There are a fair number of typographical errors, unfortunately, including 
some which most spell-checkers would overlook (e.g., "feint" for "faint").  
But it is a diverse, highly useful and recent collection.  

For SPOKEN spontaneous adult English, the best and biggest is probably the
London-Lund corpus (described in Svartvik & Quirk, 1980, _A corpus of 
spoken English_, and Svartvik, et al., 1982, _Survey of Spoken English_), 
available through the Oxford Text Archive.  These data include conversations 
by people of various ages, occupations, etc., recorded under various
circumstances.  They have rich prosodic marking, and have been of enormous 
benefit to a wide range of linguistic investigations.  A drawback for 
Americans for some purposes, is that the data are British English.  Another 
big archive of spoken (British) English is the Lancaster-Oslo-Bergen (LOB) 
archive (52,000 words, prosodic marking, as close to RP as possible), 
also available through the Oxford Text Archive.

For SPOKEN ADULT AMERICAN English, there is, to my knowledge no publically 
accessible archive as large as those just mentioned.  At Berkeley, we have 
a collection of various types of spoken interaction (from conversations, 
to the Oliver North trial, to lectures), collected and contributed mostly 
by professors here, and intended mainly for local use at this time.  The 
ethnomethodological corpora mentioned in article 
<1990Jan18.074947.28456@agate.berkeley.edu> by sp299-ad@violet.berkeley.edu 
(Celso Alvarez) also warrant looking into.  An enormous archive of spoken 
American English is presently in the planning stages at UC Santa Barbara 
to fill the need for a large-scale archive sampling a wide range of types
of adult spoken American English discourse.

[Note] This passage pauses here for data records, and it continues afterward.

//! Stateful session orchestration
//!
//! One [`SessionOrchestrator`] serves every request; each call builds its own
//! [`History`] and [`Chat`], so nothing but the key-value store is shared
//! between concurrent turns.
//!
//! A turn is not atomic. The user message is persisted before the
//! completion call, so a failed turn leaves it in the history and a retry
//! with the same state token stores it a second time. Two turns running at
//! once on the same token interleave their writes in store-arrival order.

use futures::stream::Stream;
use futures::StreamExt;
use std::pin::Pin;
use std::sync::Arc;
use std::time::Duration;
use tracing::{debug, info};

use super::chat::Chat;
use super::history::{History, HistoryOptions};
use crate::config::SessionConfig;
use crate::error::SessionResult;
use crate::models::{ChatReply, ChatRequest, Message, MessageEncoding};
use crate::services::completion::CompletionProvider;
use crate::store::{KeyValueStore, Namespace};

#[derive(Debug, Clone, PartialEq, Eq)]
pub enum SessionEvent {
    Fragment(String),
    /// Final event of a successful turn.
    Done(ChatReply),
}

pub type SessionStream = Pin<Box<dyn Stream<Item = SessionResult<SessionEvent>> + Send>>;

pub struct SessionOrchestrator {
    provider: Arc<dyn CompletionProvider>,
    store: Arc<dyn KeyValueStore>,
    namespace: Namespace,
    default_model: String,
    ttl: Duration,
    encoding: MessageEncoding,
    welcome_message: String,
    system_prompt: Option<String>,
}

impl SessionOrchestrator {
    pub fn new(
        provider: Arc<dyn CompletionProvider>,
        store: Arc<dyn KeyValueStore>,
        namespace: Namespace,
        config: &SessionConfig,
        default_model: impl Into<String>,
    ) -> Self {
        Self {
            provider,
            store,
            namespace,
            default_model: default_model.into(),
            ttl: config.ttl(),
            encoding: config.encoding,
            welcome_message: config.welcome_message.clone(),
            system_prompt: config.system_prompt.clone().filter(|p| !p.trim().is_empty()),
        }
    }

    pub fn provider(&self) -> &Arc<dyn CompletionProvider> {
        &self.provider
    }

    fn history(&self, state: Option<String>) -> History {
        History::new(
            self.store.clone(),
            self.namespace.clone(),
            HistoryOptions {
                state,
                ttl: self.ttl,
                encoding: self.encoding,
            },
        )
    }

    fn model_for(&self, request: &ChatRequest) -> String {
        request
            .model
            .as_deref()
            .map(str::trim)
            .filter(|m| !m.is_empty())
            .unwrap_or(&self.default_model)
            .to_string()
    }

    fn welcome(&self, request: &ChatRequest) -> Option<ChatReply> {
        if !request.input.trim().is_empty() {
            return None;
        }
        Some(ChatReply {
            state: request.state.clone().filter(|s| !s.trim().is_empty()),
            response: self.welcome_message.clone(),
        })
    }

    /// Steps shared by both modes: rehydrate, seed, append and persist the
    /// user message.
    async fn begin_turn(&self, request: &ChatRequest) -> SessionResult<(History, Chat)> {
        let mut history = self.history(request.state.clone());
        let mut chat = Chat::new(self.provider.clone());

        let restored = history.load(&mut chat).await?;
        if restored == 0 {
            if let Some(prompt) = &self.system_prompt {
                let system = Message::system(prompt.clone());
                chat.add(system.clone());
                history.save(&system).await?;
            }
        }

        let user = Message::user(request.input.clone());
        chat.add(user.clone());
        history.save(&user).await?;

        debug!(
            session = ?history.id(),
            restored,
            "Turn started with {} messages",
            chat.len()
        );
        Ok((history, chat))
    }

    /// Blocking turn: returns the full reply with the state token to resume.
    pub async fn handle(&self, request: &ChatRequest) -> SessionResult<ChatReply> {
        if let Some(reply) = self.welcome(request) {
            return Ok(reply);
        }

        let model = self.model_for(request);
        let (mut history, mut chat) = self.begin_turn(request).await?;

        let text = chat.complete(&model).await?;
        history.save(&Message::assistant(text.clone())).await?;

        info!(session = ?history.id(), model = %model, "Turn completed ({} chars)", text.len());
        Ok(ChatReply {
            state: history.id().map(str::to_string),
            response: text,
        })
    }

    /// Streaming turn: fragments as they arrive, then `Done` with the state.
    ///
    /// The assistant reply is persisted only after the upstream stream is
    /// exhausted. Dropping the returned stream early releases the upstream
    /// connection and saves nothing further.
    pub async fn handle_stream(&self, request: ChatRequest) -> SessionResult<SessionStream> {
        if let Some(reply) = self.welcome(&request) {
            let events = vec![
                Ok(SessionEvent::Fragment(reply.response.clone())),
                Ok(SessionEvent::Done(reply)),
            ];
            return Ok(Box::pin(futures::stream::iter(events)));
        }

        let model = self.model_for(&request);
        let (mut history, mut chat) = self.begin_turn(&request).await?;

        let stream = async_stream::try_stream! {
            let mut fragments = chat.stream(&model).await?;
            while let Some(fragment) = fragments.next().await {
                yield SessionEvent::Fragment(fragment?);
            }
            drop(fragments);

            let text = chat
                .messages()
                .last()
                .map(|m| m.content.clone())
                .unwrap_or_default();
            history.save(&Message::assistant(text.clone())).await?;

            info!(session = ?history.id(), model = %model, "Streamed turn completed ({} chars)", text.len());
            yield SessionEvent::Done(ChatReply {
                state: history.id().map(str::to_string),
                response: text,
            });
        };

        Ok(Box::pin(stream))
    }

    /// Persisted messages of a session; empty for unknown or expired tokens.
    pub async fn inspect(&self, state: &str) -> SessionResult<Vec<Message>> {
        self.history(Some(state.to_string())).entries().await
    }

    pub async fn list_models(&self) -> SessionResult<Vec<String>> {
        self.provider.list_models().await
    }

    pub async fn ping_store(&self) -> SessionResult<()> {
        self.store.ping().await
    }
}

The 1987 Linguistics Society of America questionnaire turned up
many private data sets, but only relatively few of them on computer.
The trend toward doing so is very rapidly increasing, and with it,
discussion of standards, normalization, etc., and as that happens
more of them may come into common domain.

In Germany, two archives warrant mention.  One is in Mannheim (for which
I have no email address or contact person) and contains various types
of data in the German language.  The other is at Univ. of Ulm (designed 
and coordinated by Erhard Mergenthaler, LU07@DMARUM8.bitnet, author of 
_Textbank systems: Computer science applied in the field of psychoanalysis_ 
1985), and contains a large number of psychotherapy sessions and interviews 
(most in monolingual German, some in monolingual English).  

In the Netherlands (Max-Planck-Institut fuer Psycholinguistik, Nijmegen,
helmut@hnympi51.bitnet), there is the European Science Foundation
Second Language Data Bank, containing transcripts of 10 groups of adult 
migrant workers learning the language of their "host" country (e.g., Turks
learning German or Dutch, Punjabis learning English, Moroccans learning 
French, Spaniards and Finns learning Swedish, etc.)

So, these are all of the ones that I know about.  If you know of others, 
or have email addresses to those above which I don't, I would very much 
appreciate hearing from you, and will summarize and post responses received.  
Thanks,

Jane Edwards  (edwards@cogsci.berkeley.edu)
Cognitive Science Program, UC Berkeley